[Source records]
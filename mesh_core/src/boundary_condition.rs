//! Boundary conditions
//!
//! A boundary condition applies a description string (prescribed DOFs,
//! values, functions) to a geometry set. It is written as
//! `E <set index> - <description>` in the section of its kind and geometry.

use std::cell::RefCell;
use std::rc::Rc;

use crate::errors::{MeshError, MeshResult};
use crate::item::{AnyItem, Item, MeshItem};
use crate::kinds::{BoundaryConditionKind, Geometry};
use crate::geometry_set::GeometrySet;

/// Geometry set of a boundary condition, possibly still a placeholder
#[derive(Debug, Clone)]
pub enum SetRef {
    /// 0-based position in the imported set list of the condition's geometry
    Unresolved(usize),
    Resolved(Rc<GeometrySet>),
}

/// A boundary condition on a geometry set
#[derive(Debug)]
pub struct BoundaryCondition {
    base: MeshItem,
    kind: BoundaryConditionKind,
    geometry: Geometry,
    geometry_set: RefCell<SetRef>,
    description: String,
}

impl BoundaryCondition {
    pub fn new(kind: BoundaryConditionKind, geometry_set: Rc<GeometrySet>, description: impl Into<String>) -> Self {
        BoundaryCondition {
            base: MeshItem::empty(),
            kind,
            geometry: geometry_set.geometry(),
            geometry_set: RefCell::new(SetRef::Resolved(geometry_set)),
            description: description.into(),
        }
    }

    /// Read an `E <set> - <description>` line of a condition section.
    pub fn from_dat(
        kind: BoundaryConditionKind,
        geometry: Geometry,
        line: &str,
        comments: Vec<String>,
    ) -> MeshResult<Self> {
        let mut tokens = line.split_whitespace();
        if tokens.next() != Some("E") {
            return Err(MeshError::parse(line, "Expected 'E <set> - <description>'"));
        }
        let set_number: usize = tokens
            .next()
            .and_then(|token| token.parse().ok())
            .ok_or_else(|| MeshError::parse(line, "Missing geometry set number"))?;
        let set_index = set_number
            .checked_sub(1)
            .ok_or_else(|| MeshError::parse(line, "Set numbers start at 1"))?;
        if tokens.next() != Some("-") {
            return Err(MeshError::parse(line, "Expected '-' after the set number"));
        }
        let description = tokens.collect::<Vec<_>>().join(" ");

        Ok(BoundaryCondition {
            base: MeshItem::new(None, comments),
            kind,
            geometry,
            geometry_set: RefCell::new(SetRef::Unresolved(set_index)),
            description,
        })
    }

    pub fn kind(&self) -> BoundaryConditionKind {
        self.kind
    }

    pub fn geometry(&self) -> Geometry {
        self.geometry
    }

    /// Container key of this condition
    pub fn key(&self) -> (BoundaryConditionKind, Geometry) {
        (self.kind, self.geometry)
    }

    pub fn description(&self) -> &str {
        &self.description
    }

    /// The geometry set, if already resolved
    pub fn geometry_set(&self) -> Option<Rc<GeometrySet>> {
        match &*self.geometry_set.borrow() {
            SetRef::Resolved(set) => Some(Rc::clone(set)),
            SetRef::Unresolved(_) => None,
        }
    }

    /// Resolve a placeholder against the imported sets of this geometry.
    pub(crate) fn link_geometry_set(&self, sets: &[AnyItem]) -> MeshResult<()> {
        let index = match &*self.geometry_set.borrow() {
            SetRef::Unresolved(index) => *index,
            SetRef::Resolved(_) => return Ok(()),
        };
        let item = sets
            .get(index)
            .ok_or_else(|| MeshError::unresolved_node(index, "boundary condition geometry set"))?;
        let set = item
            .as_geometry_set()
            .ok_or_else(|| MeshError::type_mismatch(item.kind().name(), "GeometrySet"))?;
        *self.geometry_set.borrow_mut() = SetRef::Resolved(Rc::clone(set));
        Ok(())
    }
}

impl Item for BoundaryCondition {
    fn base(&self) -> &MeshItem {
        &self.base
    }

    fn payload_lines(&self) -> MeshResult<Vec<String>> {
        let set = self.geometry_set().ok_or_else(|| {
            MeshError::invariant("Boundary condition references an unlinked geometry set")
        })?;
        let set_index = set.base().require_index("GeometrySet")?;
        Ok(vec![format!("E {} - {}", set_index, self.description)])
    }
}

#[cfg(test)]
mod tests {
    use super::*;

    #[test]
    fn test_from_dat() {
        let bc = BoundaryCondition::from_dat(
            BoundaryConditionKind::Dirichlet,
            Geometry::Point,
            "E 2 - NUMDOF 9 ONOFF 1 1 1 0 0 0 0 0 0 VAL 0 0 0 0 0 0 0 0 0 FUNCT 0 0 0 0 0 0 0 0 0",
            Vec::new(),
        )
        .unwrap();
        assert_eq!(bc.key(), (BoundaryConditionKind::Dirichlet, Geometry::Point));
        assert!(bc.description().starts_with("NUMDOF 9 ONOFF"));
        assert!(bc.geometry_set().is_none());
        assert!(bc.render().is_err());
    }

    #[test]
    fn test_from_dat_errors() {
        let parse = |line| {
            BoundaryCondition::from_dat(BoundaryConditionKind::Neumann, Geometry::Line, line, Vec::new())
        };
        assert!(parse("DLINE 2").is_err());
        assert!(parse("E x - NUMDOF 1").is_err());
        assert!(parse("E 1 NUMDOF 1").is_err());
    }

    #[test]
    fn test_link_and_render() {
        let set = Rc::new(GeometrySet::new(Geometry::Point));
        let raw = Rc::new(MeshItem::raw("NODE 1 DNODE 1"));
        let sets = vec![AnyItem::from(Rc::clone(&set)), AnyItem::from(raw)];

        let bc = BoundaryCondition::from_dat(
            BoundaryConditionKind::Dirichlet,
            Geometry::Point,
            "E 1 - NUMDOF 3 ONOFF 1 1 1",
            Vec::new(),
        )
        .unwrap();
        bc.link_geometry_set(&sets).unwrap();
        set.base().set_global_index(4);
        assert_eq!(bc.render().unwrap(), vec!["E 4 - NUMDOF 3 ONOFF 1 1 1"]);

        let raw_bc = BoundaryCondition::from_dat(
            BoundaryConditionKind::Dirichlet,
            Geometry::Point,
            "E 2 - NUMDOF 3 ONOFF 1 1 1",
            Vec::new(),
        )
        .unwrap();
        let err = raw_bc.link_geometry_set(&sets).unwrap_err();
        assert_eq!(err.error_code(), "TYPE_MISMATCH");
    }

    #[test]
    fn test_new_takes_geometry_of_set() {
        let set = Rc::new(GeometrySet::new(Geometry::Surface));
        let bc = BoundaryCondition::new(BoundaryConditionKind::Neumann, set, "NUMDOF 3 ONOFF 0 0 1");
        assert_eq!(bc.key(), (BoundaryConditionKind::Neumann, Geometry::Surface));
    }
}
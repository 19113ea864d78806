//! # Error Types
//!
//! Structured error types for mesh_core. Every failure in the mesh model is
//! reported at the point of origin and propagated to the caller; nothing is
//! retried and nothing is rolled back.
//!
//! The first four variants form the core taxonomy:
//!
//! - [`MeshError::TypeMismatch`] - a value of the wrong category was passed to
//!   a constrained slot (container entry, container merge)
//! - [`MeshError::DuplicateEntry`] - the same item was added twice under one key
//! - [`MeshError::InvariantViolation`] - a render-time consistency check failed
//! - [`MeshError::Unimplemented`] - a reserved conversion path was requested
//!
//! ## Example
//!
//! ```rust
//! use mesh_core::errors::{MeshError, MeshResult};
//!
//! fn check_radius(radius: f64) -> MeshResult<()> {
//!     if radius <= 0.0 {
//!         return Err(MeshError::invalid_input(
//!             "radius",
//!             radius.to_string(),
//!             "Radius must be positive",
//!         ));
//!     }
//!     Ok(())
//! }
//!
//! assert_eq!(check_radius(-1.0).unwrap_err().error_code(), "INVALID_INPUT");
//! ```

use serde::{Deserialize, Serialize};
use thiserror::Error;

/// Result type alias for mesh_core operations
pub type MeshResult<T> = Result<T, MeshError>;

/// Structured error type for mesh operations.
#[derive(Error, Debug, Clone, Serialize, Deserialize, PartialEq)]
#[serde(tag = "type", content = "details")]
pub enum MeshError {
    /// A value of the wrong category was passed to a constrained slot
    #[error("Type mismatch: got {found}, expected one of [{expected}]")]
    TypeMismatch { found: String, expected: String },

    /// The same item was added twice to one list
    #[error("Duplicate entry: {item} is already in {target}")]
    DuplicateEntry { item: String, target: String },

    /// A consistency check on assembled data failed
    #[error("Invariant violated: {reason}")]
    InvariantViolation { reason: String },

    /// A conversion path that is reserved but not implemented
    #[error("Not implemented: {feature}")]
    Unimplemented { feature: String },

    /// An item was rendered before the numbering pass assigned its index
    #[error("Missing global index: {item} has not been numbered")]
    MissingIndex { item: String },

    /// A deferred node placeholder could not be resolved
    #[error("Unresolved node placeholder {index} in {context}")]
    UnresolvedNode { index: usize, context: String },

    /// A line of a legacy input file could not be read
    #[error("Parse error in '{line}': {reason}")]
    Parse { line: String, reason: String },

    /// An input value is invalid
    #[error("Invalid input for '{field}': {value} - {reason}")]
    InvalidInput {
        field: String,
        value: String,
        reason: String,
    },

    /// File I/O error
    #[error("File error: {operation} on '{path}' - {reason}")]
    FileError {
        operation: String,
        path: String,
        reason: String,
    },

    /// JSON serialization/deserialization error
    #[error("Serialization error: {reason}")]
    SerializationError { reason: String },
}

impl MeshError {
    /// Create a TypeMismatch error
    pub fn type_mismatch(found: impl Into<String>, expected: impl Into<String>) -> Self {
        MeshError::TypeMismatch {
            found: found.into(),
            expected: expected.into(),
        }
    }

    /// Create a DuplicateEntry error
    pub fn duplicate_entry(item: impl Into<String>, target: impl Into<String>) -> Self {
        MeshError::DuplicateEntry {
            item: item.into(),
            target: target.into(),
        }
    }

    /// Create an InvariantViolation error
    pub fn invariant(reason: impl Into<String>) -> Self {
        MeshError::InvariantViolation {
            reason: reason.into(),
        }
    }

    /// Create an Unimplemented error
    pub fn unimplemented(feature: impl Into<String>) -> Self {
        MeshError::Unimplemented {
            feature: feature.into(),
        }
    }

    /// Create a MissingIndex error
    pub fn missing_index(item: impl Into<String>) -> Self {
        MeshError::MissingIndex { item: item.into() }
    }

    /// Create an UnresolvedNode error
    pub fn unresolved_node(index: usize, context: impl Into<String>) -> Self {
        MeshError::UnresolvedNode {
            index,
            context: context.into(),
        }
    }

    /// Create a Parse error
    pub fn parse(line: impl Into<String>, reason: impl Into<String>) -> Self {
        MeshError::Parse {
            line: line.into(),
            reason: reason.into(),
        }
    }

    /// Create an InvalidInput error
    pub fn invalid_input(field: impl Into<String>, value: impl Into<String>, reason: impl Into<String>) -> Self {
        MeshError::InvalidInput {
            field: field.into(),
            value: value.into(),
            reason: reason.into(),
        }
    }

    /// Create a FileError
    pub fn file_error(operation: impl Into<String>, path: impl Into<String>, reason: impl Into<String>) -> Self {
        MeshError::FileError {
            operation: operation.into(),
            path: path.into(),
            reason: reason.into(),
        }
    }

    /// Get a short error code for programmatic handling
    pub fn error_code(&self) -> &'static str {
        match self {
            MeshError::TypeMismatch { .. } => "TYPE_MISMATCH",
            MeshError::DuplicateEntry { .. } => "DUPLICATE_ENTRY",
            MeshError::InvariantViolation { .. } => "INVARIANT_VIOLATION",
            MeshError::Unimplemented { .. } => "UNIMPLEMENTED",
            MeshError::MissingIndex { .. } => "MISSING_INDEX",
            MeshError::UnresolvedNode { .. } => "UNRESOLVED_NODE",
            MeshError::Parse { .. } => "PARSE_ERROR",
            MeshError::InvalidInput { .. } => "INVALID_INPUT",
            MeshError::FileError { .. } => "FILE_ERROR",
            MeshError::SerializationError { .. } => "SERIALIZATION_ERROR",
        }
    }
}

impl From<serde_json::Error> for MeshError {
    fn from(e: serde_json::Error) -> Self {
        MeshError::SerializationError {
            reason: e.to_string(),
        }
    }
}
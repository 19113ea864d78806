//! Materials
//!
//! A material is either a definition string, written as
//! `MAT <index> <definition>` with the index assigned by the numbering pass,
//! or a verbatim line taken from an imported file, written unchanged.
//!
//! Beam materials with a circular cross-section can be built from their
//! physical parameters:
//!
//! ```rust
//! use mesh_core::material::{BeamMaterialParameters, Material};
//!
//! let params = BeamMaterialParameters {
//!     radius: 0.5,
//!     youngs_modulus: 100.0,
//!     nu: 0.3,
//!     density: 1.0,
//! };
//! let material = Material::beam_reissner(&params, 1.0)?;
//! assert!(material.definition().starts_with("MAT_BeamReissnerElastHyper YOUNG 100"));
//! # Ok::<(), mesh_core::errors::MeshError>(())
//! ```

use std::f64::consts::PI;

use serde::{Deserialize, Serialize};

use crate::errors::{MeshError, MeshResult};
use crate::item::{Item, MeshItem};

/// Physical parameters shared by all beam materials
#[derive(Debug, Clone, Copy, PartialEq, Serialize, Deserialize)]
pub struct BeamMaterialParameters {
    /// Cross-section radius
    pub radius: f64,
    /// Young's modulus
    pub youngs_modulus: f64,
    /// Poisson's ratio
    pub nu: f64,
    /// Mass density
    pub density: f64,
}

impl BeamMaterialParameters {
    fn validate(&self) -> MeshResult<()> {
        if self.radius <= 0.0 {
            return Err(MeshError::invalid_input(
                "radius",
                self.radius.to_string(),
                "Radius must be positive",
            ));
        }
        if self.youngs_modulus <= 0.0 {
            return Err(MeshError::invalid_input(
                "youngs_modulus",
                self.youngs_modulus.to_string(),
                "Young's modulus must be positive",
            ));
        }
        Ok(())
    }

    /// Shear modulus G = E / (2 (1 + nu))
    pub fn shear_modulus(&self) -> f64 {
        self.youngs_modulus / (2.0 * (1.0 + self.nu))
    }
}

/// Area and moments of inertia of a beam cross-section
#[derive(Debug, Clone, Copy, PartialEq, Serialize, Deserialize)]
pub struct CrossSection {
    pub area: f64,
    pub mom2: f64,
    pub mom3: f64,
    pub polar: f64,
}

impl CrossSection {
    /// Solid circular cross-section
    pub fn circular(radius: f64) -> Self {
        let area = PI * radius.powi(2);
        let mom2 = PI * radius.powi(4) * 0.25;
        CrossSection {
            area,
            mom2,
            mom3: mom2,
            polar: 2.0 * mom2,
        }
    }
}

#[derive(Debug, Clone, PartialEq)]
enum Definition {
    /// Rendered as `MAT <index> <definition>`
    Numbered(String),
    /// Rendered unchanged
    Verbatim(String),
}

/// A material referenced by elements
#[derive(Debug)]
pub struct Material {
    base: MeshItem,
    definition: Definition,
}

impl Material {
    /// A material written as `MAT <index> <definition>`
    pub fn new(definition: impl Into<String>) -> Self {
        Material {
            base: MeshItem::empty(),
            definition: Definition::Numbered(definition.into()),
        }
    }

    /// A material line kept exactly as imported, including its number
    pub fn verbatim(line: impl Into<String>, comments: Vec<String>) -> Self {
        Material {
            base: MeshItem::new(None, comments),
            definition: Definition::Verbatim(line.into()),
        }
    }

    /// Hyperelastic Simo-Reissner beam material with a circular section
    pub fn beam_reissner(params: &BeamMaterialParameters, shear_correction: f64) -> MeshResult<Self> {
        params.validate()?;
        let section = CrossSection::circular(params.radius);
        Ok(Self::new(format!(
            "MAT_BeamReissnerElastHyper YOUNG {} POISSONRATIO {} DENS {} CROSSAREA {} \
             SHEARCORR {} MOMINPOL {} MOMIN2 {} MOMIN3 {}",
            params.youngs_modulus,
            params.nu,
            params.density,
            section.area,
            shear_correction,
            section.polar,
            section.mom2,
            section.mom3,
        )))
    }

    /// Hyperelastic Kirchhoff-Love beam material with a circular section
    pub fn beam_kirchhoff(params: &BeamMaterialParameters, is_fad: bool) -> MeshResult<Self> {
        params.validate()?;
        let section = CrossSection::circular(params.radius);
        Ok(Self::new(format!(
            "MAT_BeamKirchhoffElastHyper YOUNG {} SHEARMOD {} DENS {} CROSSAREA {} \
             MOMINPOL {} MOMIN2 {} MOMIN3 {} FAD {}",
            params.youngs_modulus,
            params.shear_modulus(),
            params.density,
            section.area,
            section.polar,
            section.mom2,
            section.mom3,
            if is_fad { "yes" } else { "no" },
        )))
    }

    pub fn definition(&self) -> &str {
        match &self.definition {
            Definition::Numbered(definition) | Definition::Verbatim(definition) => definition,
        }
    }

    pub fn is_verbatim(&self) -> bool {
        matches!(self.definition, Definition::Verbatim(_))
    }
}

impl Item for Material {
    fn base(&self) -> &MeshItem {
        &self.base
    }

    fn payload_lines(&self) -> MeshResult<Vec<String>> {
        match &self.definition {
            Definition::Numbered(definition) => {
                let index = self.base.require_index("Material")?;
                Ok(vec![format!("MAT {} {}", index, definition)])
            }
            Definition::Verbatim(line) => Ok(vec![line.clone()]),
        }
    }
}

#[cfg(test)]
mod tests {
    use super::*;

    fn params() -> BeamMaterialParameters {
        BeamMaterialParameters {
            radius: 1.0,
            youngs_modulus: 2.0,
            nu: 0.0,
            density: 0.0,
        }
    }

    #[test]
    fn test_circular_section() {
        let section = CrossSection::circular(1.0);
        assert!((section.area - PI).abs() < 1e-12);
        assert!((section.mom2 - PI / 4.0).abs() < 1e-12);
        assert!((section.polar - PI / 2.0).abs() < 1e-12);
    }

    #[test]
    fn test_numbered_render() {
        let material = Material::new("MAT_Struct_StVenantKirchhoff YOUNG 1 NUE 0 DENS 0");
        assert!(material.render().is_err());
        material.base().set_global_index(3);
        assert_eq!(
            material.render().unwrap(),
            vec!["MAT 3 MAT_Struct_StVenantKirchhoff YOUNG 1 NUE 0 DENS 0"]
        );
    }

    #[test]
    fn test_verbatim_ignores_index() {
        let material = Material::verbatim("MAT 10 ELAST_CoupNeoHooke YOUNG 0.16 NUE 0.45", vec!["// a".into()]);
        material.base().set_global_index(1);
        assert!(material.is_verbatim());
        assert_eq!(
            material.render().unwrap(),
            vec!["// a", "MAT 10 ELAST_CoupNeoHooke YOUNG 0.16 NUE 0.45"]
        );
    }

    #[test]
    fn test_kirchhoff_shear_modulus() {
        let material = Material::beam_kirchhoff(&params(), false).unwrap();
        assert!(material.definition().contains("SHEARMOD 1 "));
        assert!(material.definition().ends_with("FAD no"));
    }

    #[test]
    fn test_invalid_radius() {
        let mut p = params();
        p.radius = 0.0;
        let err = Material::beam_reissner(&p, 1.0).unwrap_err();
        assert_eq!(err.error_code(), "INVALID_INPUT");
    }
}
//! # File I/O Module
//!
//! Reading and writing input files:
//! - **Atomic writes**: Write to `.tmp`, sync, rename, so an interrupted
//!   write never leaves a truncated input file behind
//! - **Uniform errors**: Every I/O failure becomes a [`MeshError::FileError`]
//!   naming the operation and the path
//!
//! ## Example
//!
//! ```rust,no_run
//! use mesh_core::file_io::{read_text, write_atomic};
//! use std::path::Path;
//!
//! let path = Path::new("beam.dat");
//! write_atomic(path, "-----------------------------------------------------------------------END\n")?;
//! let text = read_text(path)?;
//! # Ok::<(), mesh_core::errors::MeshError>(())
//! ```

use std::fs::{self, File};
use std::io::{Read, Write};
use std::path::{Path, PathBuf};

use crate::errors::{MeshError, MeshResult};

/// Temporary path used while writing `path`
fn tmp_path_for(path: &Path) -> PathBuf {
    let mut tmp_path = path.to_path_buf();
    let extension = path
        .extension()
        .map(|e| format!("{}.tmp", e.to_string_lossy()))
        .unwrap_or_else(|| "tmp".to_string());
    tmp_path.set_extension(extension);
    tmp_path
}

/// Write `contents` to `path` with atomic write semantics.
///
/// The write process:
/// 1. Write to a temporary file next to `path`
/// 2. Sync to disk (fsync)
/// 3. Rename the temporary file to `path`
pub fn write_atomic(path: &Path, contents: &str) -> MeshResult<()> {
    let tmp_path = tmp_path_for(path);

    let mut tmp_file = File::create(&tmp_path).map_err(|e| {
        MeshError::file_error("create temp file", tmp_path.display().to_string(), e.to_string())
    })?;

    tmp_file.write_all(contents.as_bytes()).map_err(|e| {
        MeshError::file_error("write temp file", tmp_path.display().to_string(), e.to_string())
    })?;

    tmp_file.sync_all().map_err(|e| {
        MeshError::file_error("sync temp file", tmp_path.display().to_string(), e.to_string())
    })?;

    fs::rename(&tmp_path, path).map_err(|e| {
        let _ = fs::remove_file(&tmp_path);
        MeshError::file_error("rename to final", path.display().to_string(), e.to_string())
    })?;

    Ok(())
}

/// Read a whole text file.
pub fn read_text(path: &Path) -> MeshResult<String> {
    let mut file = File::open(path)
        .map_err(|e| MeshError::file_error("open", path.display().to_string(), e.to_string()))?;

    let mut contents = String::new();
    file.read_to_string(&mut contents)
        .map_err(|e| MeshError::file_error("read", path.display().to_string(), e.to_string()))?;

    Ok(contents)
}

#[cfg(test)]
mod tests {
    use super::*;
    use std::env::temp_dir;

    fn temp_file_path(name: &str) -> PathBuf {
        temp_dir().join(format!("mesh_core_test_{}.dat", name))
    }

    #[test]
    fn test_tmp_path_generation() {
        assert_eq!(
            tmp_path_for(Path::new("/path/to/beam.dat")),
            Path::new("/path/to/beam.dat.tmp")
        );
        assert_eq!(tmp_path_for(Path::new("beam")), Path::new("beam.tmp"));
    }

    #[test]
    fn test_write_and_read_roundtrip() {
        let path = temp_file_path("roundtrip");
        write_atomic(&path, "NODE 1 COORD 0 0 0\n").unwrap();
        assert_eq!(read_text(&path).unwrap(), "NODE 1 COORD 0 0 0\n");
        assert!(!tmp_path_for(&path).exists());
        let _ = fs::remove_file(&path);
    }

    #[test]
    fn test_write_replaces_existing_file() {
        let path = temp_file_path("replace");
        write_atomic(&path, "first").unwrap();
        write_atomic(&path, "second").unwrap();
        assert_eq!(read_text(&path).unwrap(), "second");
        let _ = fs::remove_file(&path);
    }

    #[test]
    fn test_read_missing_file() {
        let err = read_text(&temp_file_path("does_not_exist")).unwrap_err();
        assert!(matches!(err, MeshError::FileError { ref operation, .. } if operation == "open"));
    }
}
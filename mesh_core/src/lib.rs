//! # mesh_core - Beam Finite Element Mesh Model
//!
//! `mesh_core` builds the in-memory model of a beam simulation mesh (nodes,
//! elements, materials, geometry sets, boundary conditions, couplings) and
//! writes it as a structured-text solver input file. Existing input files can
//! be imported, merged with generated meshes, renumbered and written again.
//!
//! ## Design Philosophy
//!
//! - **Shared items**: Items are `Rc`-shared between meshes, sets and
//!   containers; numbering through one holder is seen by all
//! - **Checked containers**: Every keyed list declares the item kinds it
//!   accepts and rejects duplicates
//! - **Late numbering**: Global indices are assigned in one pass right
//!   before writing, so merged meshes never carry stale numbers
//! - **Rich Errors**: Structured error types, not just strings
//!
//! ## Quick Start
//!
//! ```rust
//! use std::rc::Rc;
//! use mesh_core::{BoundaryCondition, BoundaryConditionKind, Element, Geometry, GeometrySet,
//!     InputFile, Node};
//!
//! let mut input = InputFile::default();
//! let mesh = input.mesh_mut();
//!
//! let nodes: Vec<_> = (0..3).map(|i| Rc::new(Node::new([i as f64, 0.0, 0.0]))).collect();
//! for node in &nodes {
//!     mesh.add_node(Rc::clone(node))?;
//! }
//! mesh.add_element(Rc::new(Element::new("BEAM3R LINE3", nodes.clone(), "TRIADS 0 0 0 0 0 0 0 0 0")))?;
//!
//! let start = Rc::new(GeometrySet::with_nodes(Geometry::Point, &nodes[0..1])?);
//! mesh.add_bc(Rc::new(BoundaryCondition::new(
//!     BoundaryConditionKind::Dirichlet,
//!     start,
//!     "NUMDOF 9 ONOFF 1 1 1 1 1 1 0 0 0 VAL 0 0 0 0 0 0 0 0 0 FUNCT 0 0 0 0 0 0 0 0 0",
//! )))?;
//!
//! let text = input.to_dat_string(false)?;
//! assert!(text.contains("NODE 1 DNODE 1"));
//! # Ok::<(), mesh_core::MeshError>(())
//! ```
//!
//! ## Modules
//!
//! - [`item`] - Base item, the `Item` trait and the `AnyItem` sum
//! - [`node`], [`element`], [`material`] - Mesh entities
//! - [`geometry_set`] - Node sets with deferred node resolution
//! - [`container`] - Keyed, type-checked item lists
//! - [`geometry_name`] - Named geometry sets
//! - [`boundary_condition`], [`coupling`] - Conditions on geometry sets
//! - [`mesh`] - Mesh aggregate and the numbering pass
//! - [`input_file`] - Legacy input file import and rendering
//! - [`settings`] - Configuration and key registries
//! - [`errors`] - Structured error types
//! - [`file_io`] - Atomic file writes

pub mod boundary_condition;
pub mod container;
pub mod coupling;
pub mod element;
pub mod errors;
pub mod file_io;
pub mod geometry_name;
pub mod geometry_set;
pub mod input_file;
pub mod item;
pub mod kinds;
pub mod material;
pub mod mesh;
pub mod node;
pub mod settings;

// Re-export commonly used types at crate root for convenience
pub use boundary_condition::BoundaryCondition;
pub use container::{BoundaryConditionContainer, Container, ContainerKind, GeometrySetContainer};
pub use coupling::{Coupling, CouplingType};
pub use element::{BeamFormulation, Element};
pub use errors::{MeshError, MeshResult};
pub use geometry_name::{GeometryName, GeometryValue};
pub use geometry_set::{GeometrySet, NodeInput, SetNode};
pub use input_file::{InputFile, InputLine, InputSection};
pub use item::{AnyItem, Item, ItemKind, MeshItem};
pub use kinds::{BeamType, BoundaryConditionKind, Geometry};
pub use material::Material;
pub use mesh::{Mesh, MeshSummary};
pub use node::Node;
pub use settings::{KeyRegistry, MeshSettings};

- WORK TO BE COMPLETED -
Look above for the line containing "pub enum MeshError". Output from there through the line containing "assigned its index", exactly and inclusively.

- SOLUTION TO THE PROBLEM -
pub enum MeshError {
    /// A value of the wrong category was passed to a constrained slot
    #[error("Type mismatch: got {found}, expected one of [{expected}]")]
    TypeMismatch { found: String, expected: String },

    /// The same item was added twice to one list
    #[error("Duplicate entry: {item} is already in {target}")]
    DuplicateEntry { item: String, target: String },

    /// A consistency check on assembled data failed
    #[error("Invariant violated: {reason}")]
    InvariantViolation { reason: String },

    /// A conversion path that is reserved but not implemented
    #[error("Not implemented: {feature}")]
    Unimplemented { feature: String },

    /// An item was rendered before the numbering pass assigned its index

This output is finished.